2. Mis-portraying Donald Trump’s claimed NATO-funding negotiating bluster to European leaders – to let Russia’s leader “do whatever the hell he wants” – as a genuine invitation to the Kremlin. (Versus the actual issuance of just such an invitation.)
3. Slandering Jan. 6 protesters as “insurrectionists” posing “the gravest threat to our democracy since the Civil War,” while maintaining that “(his) predecessor and some of you here seek to bury the truth of January 6th.” You mean like false claims that multiple police officers died that day and the administration’s refusal to come clean on the presence and possible instigating roles of informants?
4. Jumping directly into the cultural minefields of abortion and IVF – using stony-faced Supreme Court justices as political props (in true Obama fashion) and divisively playing the “sex card” by plugging girl power.
5. Gratuitously attacking Trump, who famously overreacted to COVID, for an alleged “failure to care” while ridiculously describing his multiple unconstitutional mandates as “turning setback into comeback.”
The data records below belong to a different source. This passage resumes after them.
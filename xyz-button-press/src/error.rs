//! Errors of the button press task.
use std::path::PathBuf;
use thiserror::Error;

/// Errors of the button press task.
#[derive(Error, Debug, PartialEq)]
pub enum ButtonPressError {
    /// The scene has no site with the given name.
    #[error("Site not found in the scene: {0}")]
    MissingSite(String),

    /// The scene has no body with the given name.
    #[error("Body not found in the scene: {0}")]
    MissingBody(String),

    /// The scene has no mocap body with the given name.
    #[error("Mocap body not found in the scene: {0}")]
    MissingMocap(String),

    /// The simulator does not know the scene description.
    #[error("Unknown scene description: {0}")]
    UnknownAsset(PathBuf),

    /// `step()` was called before the first `reset()`.
    #[error("The task must be reset before stepping")]
    NotReset,

    /// A flat observation is too short to contain the tracked site.
    #[error("Observation has {got} elements, expected at least {expected}")]
    ObservationShape {
        /// Minimum number of elements.
        expected: usize,
        /// Actual number of elements.
        got: usize,
    },

    /// A joint state vector does not match the scene.
    #[error("Joint state has {got} elements, the scene has {expected}")]
    StateShape {
        /// Number of elements in the scene.
        expected: usize,
        /// Actual number of elements.
        got: usize,
    },
}
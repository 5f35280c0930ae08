//! The button press task.
use crate::{
    actuator::HandActuator,
    config::ButtonPressConfig,
    error::ButtonPressError,
    obs::{ButtonPressAct, ButtonPressObs, ObsDict},
    reward::{self, RewardInput, RewardTerms},
    sim::{SceneHandles, Simulator, Vec3},
};
use anyhow::Result;
use log::{debug, info, trace};
use rand::{rngs::StdRng, SeedableRng};
use xyz_core::{
    record::{Record, RecordValue},
    BoxSpace, Env, Info, Step,
};

/// Index of the button's slide joint in the joint state.
const BUTTON_QPOS: usize = 9;

/// Information given at every step of the task.
#[derive(Debug, Clone, PartialEq)]
pub struct ButtonPressInfo {
    /// Distance between the fingertip midpoint and the button surface.
    pub reach_dist: f32,

    /// Height of the button surface above its goal.
    pub goal_dist: f32,

    /// Reward of the step.
    pub ep_rew: f32,

    /// Always `None`; the task has no pick phase.
    pub pick_rew: Option<f32>,

    /// `1.0` if `goal_dist <= 0.02`, else `0.0`.
    pub success: f32,

    /// Configured goal of the task.
    pub goal: Vec3,
}

impl Info for ButtonPressInfo {}

impl ButtonPressInfo {
    /// Converts the info into a [`Record`].
    ///
    /// `pickRew` is left out as it has no value.
    pub fn to_record(&self) -> Record {
        Record::from_slice(&[
            ("reachDist", RecordValue::Scalar(self.reach_dist)),
            ("goalDist", RecordValue::Scalar(self.goal_dist)),
            ("epRew", RecordValue::Scalar(self.ep_rew)),
            ("success", RecordValue::Scalar(self.success)),
            ("goal", RecordValue::Array1(self.goal.as_slice().to_vec())),
        ])
    }
}

/// Quantities fixed at reset and the step counter of the running episode.
#[derive(Debug, Clone, PartialEq)]
pub struct EpisodeState {
    /// Where the box was placed.
    pub obj_init_pos: Vec3,

    /// Where the hand was brought to.
    pub hand_init_pos: Vec3,

    /// Where the button surface has to go, the `hole` site.
    pub state_goal: Vec3,

    /// Press distance at reset.
    pub max_dist: f32,

    /// `1000 * max_dist + 2000`; informational.
    pub target_reward: f32,

    /// Number of steps since reset.
    pub curr_path_length: usize,

    /// Always `false`; the task has no pick phase.
    pub pick_completed: bool,

    /// Fingertip midpoint once the hand settled at reset.
    pub init_finger_com: Vec3,
}

/// A Sawyer hand pressing a button top-down behind a wall.
///
/// Construction loads the scene and resolves the handles the task needs,
/// nothing else. Call [`Env::reset`] to start an episode; [`Env::step`]
/// fails with [`ButtonPressError::NotReset`] before that.
///
/// With [`ButtonPressConfig::random_init`] the box is placed at a point
/// sampled from the object space. The sample is frozen: later resets reuse it
/// until [`ButtonPressTask::rerandomize`] is called or freezing is disabled.
pub struct ButtonPressTask<S: Simulator> {
    config: ButtonPressConfig,
    sim: S,
    handles: SceneHandles,
    actuator: HandActuator,
    obj_and_goal_space: BoxSpace,
    action_space: BoxSpace,
    observation_space: BoxSpace,
    rng: StdRng,
    freeze_rand_vec: bool,
    last_rand_vec: Option<Vec3>,
    episode: Option<EpisodeState>,
}

impl<S: Simulator> ButtonPressTask<S> {
    /// Loads the scene of `config` and constructs the task.
    pub fn new(config: &ButtonPressConfig, seed: i64) -> Result<Self> {
        let path = config.model_path();
        info!("Load scene {:?}", path);
        let sim = S::load(&path)?;
        Self::with_simulator(config, sim, seed)
    }

    /// Constructs the task on an already loaded scene.
    ///
    /// Fails if a configured position is outside of its space or the scene
    /// lacks a site, body or mocap the task uses.
    pub fn with_simulator(config: &ButtonPressConfig, sim: S, seed: i64) -> Result<Self> {
        let hand_space = BoxSpace::new(
            config.hand_low.as_slice().to_vec(),
            config.hand_high.as_slice().to_vec(),
        )?;
        let goal_space = hand_space.clone();
        let obj_and_goal_space = BoxSpace::new(
            config.obj_low.as_slice().to_vec(),
            config.obj_high.as_slice().to_vec(),
        )?;
        let action_space = BoxSpace::uniform(4, -1.0, 1.0)?;
        let observation_space = hand_space.concat(&obj_and_goal_space);

        hand_space.check("hand_init_pos", config.hand_init_pos.as_slice())?;
        obj_and_goal_space.check("obj_init_pos", config.obj_init_pos.as_slice())?;
        goal_space.check("goal", config.goal.as_slice())?;

        let handles = SceneHandles::resolve(&sim)?;
        let actuator = HandActuator::new(
            handles.mocap,
            hand_space,
            config.hand_init_orientation(),
            config.action_scale,
            config.frame_skip,
        );

        Ok(Self {
            config: config.clone(),
            sim,
            handles,
            actuator,
            obj_and_goal_space,
            action_space,
            observation_space,
            rng: StdRng::seed_from_u64(seed as u64),
            freeze_rand_vec: true,
            last_rand_vec: None,
            episode: None,
        })
    }

    /// Configuration of the task.
    pub fn config(&self) -> &ButtonPressConfig {
        &self.config
    }

    /// Space the box is placed in.
    pub fn obj_and_goal_space(&self) -> &BoxSpace {
        &self.obj_and_goal_space
    }

    /// `[-1, 1]^4`.
    pub fn action_space(&self) -> &BoxSpace {
        &self.action_space
    }

    /// Hand workspace followed by the object space.
    pub fn observation_space(&self) -> &BoxSpace {
        &self.observation_space
    }

    /// The simulator.
    pub fn sim(&self) -> &S {
        &self.sim
    }

    /// State of the running episode, `None` before the first reset.
    pub fn episode(&self) -> Option<&EpisodeState> {
        self.episode.as_ref()
    }

    /// Returns `true` once the task has been reset.
    pub fn is_active(&self) -> bool {
        self.episode.is_some()
    }

    /// Enables or disables reuse of the sampled box position.
    pub fn set_freeze_rand_vec(&mut self, v: bool) {
        self.freeze_rand_vec = v;
    }

    /// Drops the frozen box position; the next random reset samples anew.
    pub fn rerandomize(&mut self) {
        self.last_rand_vec = None;
    }

    /// The last sampled box position.
    pub fn last_rand_vec(&self) -> Option<Vec3> {
        self.last_rand_vec
    }

    /// End-effector position.
    pub fn get_endeff_pos(&self) -> Vec3 {
        self.sim.body_xpos(self.handles.hand)
    }

    /// Midpoint of the fingertips.
    pub fn finger_com(&self) -> Vec3 {
        let right = self.sim.site_xpos(self.handles.right_end_effector);
        let left = self.sim.site_xpos(self.handles.left_end_effector);
        (right + left) / 2.0
    }

    /// Observation of the current simulator state.
    pub fn get_obs(&self) -> ButtonPressObs {
        ButtonPressObs::new(
            self.get_endeff_pos(),
            self.sim.site_xpos(self.handles.button_start),
        )
    }

    /// Goal-conditioned view of the current simulator state.
    pub fn get_obs_dict(&self) -> Result<ObsDict, ButtonPressError> {
        let episode = self.episode.as_ref().ok_or(ButtonPressError::NotReset)?;
        let obs = self.get_obs();
        Ok(ObsDict {
            state_observation: obs.as_slice().to_vec(),
            state_desired_goal: episode.state_goal,
            state_achieved_goal: obs.obj_pos(),
        })
    }

    /// Computes the shaping reward of an observation, see [`reward`].
    ///
    /// The fingertip midpoint is read from the simulator, not from `input`.
    pub fn compute_reward(
        &self,
        _action: &ButtonPressAct,
        input: RewardInput,
    ) -> Result<RewardTerms, ButtonPressError> {
        let episode = self.episode.as_ref().ok_or(ButtonPressError::NotReset)?;
        let obj_pos = input.obj_pos()?;
        Ok(reward::shaping_reward(
            obj_pos,
            self.finger_com(),
            episode.state_goal.z,
            episode.max_dist,
        ))
    }

    fn get_state_rand_vec(&mut self) -> Vec3 {
        if self.freeze_rand_vec {
            if let Some(v) = self.last_rand_vec {
                return v;
            }
        }
        let v = self.obj_and_goal_space.sample(&mut self.rng);
        let v = Vec3::from_iterator(v);
        self.last_rand_vec = Some(v);
        v
    }

    fn reset_hand(&mut self) -> Vec3 {
        self.actuator.settle_at(
            &mut self.sim,
            self.config.hand_init_pos,
            self.config.reset_hand_iters,
        );
        self.finger_com()
    }

    fn set_obj_xyz(&mut self, pos: f32) -> Result<()> {
        let mut qpos = self.sim.qpos().to_vec();
        let mut qvel = self.sim.qvel().to_vec();
        for (v, x) in [(&mut qpos, pos), (&mut qvel, 0.0)] {
            let len = v.len();
            *v.get_mut(BUTTON_QPOS).ok_or(ButtonPressError::StateShape {
                expected: BUTTON_QPOS + 1,
                got: len,
            })? = x;
        }
        self.sim.set_state(&qpos, &qvel)
    }

    fn reset_model(&mut self) -> Result<ButtonPressObs> {
        trace!("ButtonPressTask::reset()");
        let init_finger_com = self.reset_hand();

        let mut obj_init_pos = self.config.obj_init_pos;
        let mut state_goal = self.config.goal;
        if self.config.random_init {
            let goal_pos = self.get_state_rand_vec();
            obj_init_pos = goal_pos;
            state_goal = goal_pos + self.config.button_offset;
        }

        self.sim.set_body_pos(self.handles.box_body, obj_init_pos);
        self.sim.set_body_pos(self.handles.button, state_goal);
        self.set_obj_xyz(0.0)?;

        // the hole site is the goal, the button placement only stages it
        let state_goal = self.sim.site_xpos(self.handles.hole);
        let button_start = self.sim.site_xpos(self.handles.button_start);
        let max_dist = (button_start.z - state_goal.z).abs();
        let target_reward = reward::target_reward(max_dist);
        debug!(
            "state_goal = {:?}, max_dist = {}, target_reward = {}",
            state_goal, max_dist, target_reward
        );

        self.episode = Some(EpisodeState {
            obj_init_pos,
            hand_init_pos: self.config.hand_init_pos,
            state_goal,
            max_dist,
            target_reward,
            curr_path_length: 0,
            pick_completed: false,
            init_finger_com,
        });

        Ok(self.get_obs())
    }

    fn step_task(
        &mut self,
        a: &ButtonPressAct,
    ) -> Result<(ButtonPressObs, RewardTerms, ButtonPressInfo)> {
        trace!("ButtonPressTask::step()");
        if self.episode.is_none() {
            return Err(ButtonPressError::NotReset.into());
        }

        self.actuator.set_xyz_action(&mut self.sim, a.xyz());
        self.actuator
            .do_simulation(&mut self.sim, [a.gripper(), -a.gripper()]);

        let obs = self.get_obs();
        let obs_dict = self.get_obs_dict()?;
        let terms = self.compute_reward(a, RewardInput::Dict(&obs_dict))?;

        if let Some(episode) = self.episode.as_mut() {
            episode.curr_path_length += 1;
        }

        let info = ButtonPressInfo {
            reach_dist: terms.reach_dist,
            goal_dist: terms.press_dist,
            ep_rew: terms.reward,
            pick_rew: None,
            success: reward::success(terms.press_dist),
            goal: self.config.goal,
        };

        Ok((obs, terms, info))
    }
}

impl<S: Simulator> Env for ButtonPressTask<S> {
    type Config = ButtonPressConfig;
    type Obs = ButtonPressObs;
    type Act = ButtonPressAct;
    type Info = ButtonPressInfo;

    fn build(config: &Self::Config, seed: i64) -> Result<Self> {
        Self::new(config, seed)
    }

    /// Runs a control step.
    ///
    /// The step is never terminated nor truncated. The returned [`Record`]
    /// holds the fields of [`ButtonPressInfo`].
    fn step(&mut self, a: &Self::Act) -> Result<(Step<Self>, Record)> {
        let (obs, terms, info) = self.step_task(a)?;
        let record = info.to_record();
        Ok((
            Step::new(obs, *a, terms.reward, false, false, info, None),
            record,
        ))
    }

    fn reset(&mut self) -> Result<Self::Obs> {
        self.reset_model()
    }

    /// Reseeds the sampler of box positions with `ix`, drops the frozen
    /// sample and resets.
    fn reset_with_index(&mut self, ix: usize) -> Result<Self::Obs> {
        self.rng = StdRng::seed_from_u64(ix as u64);
        self.last_rand_vec = None;
        self.reset_model()
    }
}
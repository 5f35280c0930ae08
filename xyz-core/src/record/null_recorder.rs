use super::{Record, Recorder};

/// A recorder that ignores any record.
#[derive(Default)]
pub struct NullRecorder {}

impl Recorder for NullRecorder {
    /// Discard the given record.
    fn write(&mut self, _record: Record) {}
}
6. Comically characterizing the roaring-back economy he inherited as “on-the-brink,” claiming credit for inflation falling from 9% to 3% when it was 1.4% for Trump’s last full year, and bragging about 15 million new jobs that largely replaced positions lost during the pandemic.
7. Saying he “cut the federal deficit by over one trillion dollars” following a fiscal year in which it doubled – then insisting that future reductions would come from waging familiar class warfare against corporations and billionaires while walling off entitlements and proposing a raft of unaffordable programs such as universal preschool.
8. Trying to convince a quietly desperate public struggling to make ends meet that the solution was intrusive, unworkable efforts to counter “shrinkflation” and “junk fees,” as well as price controls that never control inflation but instead sap innovation.
9. Touting his toughness against a Chinese adversary that paid his son and brother millions for apparent influence-peddling, and whom he allowed to float a spy balloon coast-to-coast and insult American diplomats face-to-face. While averring it had “never occurred to (his) predecessor” to stand up to a Middle Kingdom against which he slapped tariffs and pursued controls on sensitive technology transfers.
10. Spewing forth extraordinary racial demagoguery about alleged “voter suppression” and “election subversion” when more than 8 in 10 Americans support voter ID and mail-in ballots have obliterated electoral integrity.
11. Devoting just 139 words to Hamas’ subhuman atrocities and cowardice, then 322 to:
- Israel’s “responsibility” to reduce casualties among civilians used as human shields.
- Insistence on a ceasefire and increased humanitarian aid that will refresh and rearm its enemies.
- And imbecilic assertions that a two-state solution will ensure the Jewish nation’s security when the opposite is the case, and deliver peace with Arab nations when the historic, Trump-midwifed Abraham Accords were accomplished by side-stepping the Palestinians altogether.
12. And in a world-record act of chutzpah, blaming border chaos on GOP rejection of a bill that would wave even more migrants through – and implying that refusal caused the brutal murder of a Georgia college student by an illegal repeat offender his policies allowed into the U.S.
But hey! the legacy media will slobber all over his scrappiness. And gaslighting? Like negative campaigning, it often actually works – for a time.
The challenge is that reality ultimately intrudes: Smokin’ Joe is still too old, woke, tied to failed economic, energy, and foreign policies; and out-of-touch with the real-life concerns even of his own constituencies.
Whether even that makes a difference in November in the face of continued lawfare and election-rigging efforts remains to be seen.